On the 19th, the Serbians concentrated two divisions for an attack on the Bulgarian left near Karnul (today Delyan, Sofia Province) in an attempt to join up with the Morava division. However, three battalions of Bulgarian troops led by Captain Popov from Sofia had held the Morava division in the Visker Hills and the flanking move failed. Alexander now ordered a counterattack, which pushed the Serbians back on both flanks although nightfall prevented a complete collapse.

==Bulgarians advance==
Slivnitsa was the decisive battle of the war. The Serbians fought only limited rearguard actions as they retreated and by 24 November were back in Serbia. The Timok division in the north continued the siege of Vidin until 29 November.
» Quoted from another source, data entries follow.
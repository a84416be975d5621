//! Benchmarks for call simulation and gas estimation on a dev chain.

use alloy_primitives::{Bytes, U256};
use criterion::{black_box, criterion_group, criterion_main, BenchmarkId, Criterion};
use evm_query::{AccountOverride, ApiConfig, CallMessage, Devnet, DevnetConfig, StateOverride};
use tokio::runtime::Runtime;

/// JUMPDEST, PUSH1 0, JUMP: burns whatever gas it is given.
const LOOP_CODE: &[u8] = &[0x5b, 0x60, 0x00, 0x56];

fn devnet() -> Devnet {
    Devnet::generate(DevnetConfig {
        num_accounts: 2,
        ..Default::default()
    })
}

fn transfer(devnet: &Devnet) -> CallMessage {
    let accounts = devnet.addresses();
    CallMessage {
        from: Some(accounts[0]),
        to: Some(accounts[1]),
        value: Some(U256::from(1)),
        ..Default::default()
    }
}

/// Single simulated transfer.
fn bench_call(c: &mut Criterion) {
    let runtime = Runtime::new().unwrap();
    let devnet = devnet();
    let api = devnet.api(ApiConfig::default());
    let message = transfer(&devnet);

    c.bench_function("call/transfer", |b| {
        b.to_async(&runtime)
            .iter(|| async { api.call(black_box(&message), None, None).await.unwrap() });
    });
}

/// Estimation cost as the search range grows.
fn bench_estimate_ranges(c: &mut Criterion) {
    let mut group = c.benchmark_group("estimate_gas/range");
    let runtime = Runtime::new().unwrap();
    let devnet = devnet();
    let api = devnet.api(ApiConfig::default());

    for gas in [100_000u64, 1_000_000, 30_000_000] {
        let message = CallMessage {
            gas: Some(gas),
            ..transfer(&devnet)
        };
        group.bench_with_input(BenchmarkId::new("transfer", gas), &message, |b, message| {
            b.to_async(&runtime)
                .iter(|| async { api.estimate_gas(black_box(message), None).await.unwrap() });
        });
    }

    group.finish();
}

/// A call that never stops, bounded only by the gas cap.
fn bench_gas_burner(c: &mut Criterion) {
    let mut group = c.benchmark_group("call/gas_burner");
    let runtime = Runtime::new().unwrap();
    let devnet = devnet();
    let contract = devnet.addresses()[1];
    let overrides = StateOverride::from([(
        contract,
        AccountOverride {
            code: Some(Bytes::from_static(LOOP_CODE)),
            ..Default::default()
        },
    )]);

    for cap in [1_000_000u64, 10_000_000] {
        let api = devnet.api(ApiConfig {
            rpc_gas_cap: cap,
            ..Default::default()
        });
        let message = CallMessage {
            to: Some(contract),
            ..Default::default()
        };
        group.bench_with_input(BenchmarkId::from_parameter(cap), &message, |b, message| {
            b.to_async(&runtime).iter(|| async {
                // Out of gas is the expected result.
                api.call(black_box(message), None, Some(&overrides)).await.is_err()
            });
        });
    }

    group.finish();
}

criterion_group!(benches, bench_call, bench_estimate_ranges, bench_gas_burner);
criterion_main!(benches);
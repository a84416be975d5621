//! Revert payload decoding.

use alloy_primitives::hex;
use alloy_sol_types::{Revert, SolError};
use thiserror::Error;

use crate::executor::ExecutionOutcome;

/// JSON-RPC error code for reverted execution.
pub const REVERT_ERROR_CODE: i64 = 3;

/// A revert surfaced to the caller, with the raw payload kept verbatim.
#[derive(Debug, Clone, PartialEq, Eq, Error)]
#[error("{message}")]
pub struct RevertError {
    message: String,
    reason: Option<String>,
    data: String,
}

impl RevertError {
    /// Decodes `Error(string)` when possible. Other payloads still produce an
    /// error with the plain "execution reverted" message.
    pub fn new(revert_data: &[u8]) -> Self {
        let reason = Revert::abi_decode(revert_data)
            .ok()
            .map(|revert| revert.reason().to_string());
        let message = match &reason {
            Some(reason) => format!("execution reverted: {reason}"),
            None => "execution reverted".to_string(),
        };
        Self {
            message,
            reason,
            data: hex::encode_prefixed(revert_data),
        }
    }

    pub fn from_outcome(outcome: &ExecutionOutcome) -> Self {
        Self::new(&outcome.revert_data)
    }

    pub fn code(&self) -> i64 {
        REVERT_ERROR_CODE
    }

    /// Decoded `Error(string)` reason, if any.
    pub fn reason(&self) -> Option<&str> {
        self.reason.as_deref()
    }

    /// The raw payload as `0x`-prefixed hex.
    pub fn data(&self) -> &str {
        &self.data
    }
}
Bulgaria's main army crossed the border in two strong divisions (Guchev and Nikolaev) supported by flanking columns and converged on Pirot. The Serbian Army dug in on the heights west of the town. On 27 November, the Bulgarian Army flanked the right of the Serbian position with Prince Alexander personally leading the final attack. The Serbians were defeated and fled to Niš.

On the 28th came political intervention from Austria and Russia, and a ceasefire was agreed. Serbian casualties totaled 6,800, compared to 2,300 Bulgarians. Serbian sources state that the casualties in th battle totalled 3,000 for the Serbs vs 2,500 for the Bulgarians, and 7,000 for the Serbs vs 5,000 for the Bulgarians in the whole war. The Treaty of Bucharest of 1886 effectively confirmed the unification of Bulgaria. Unfortunately for Prince Alexander, Russia continued to oppose his reign, and he was deposed by Russophile officers in August 1886.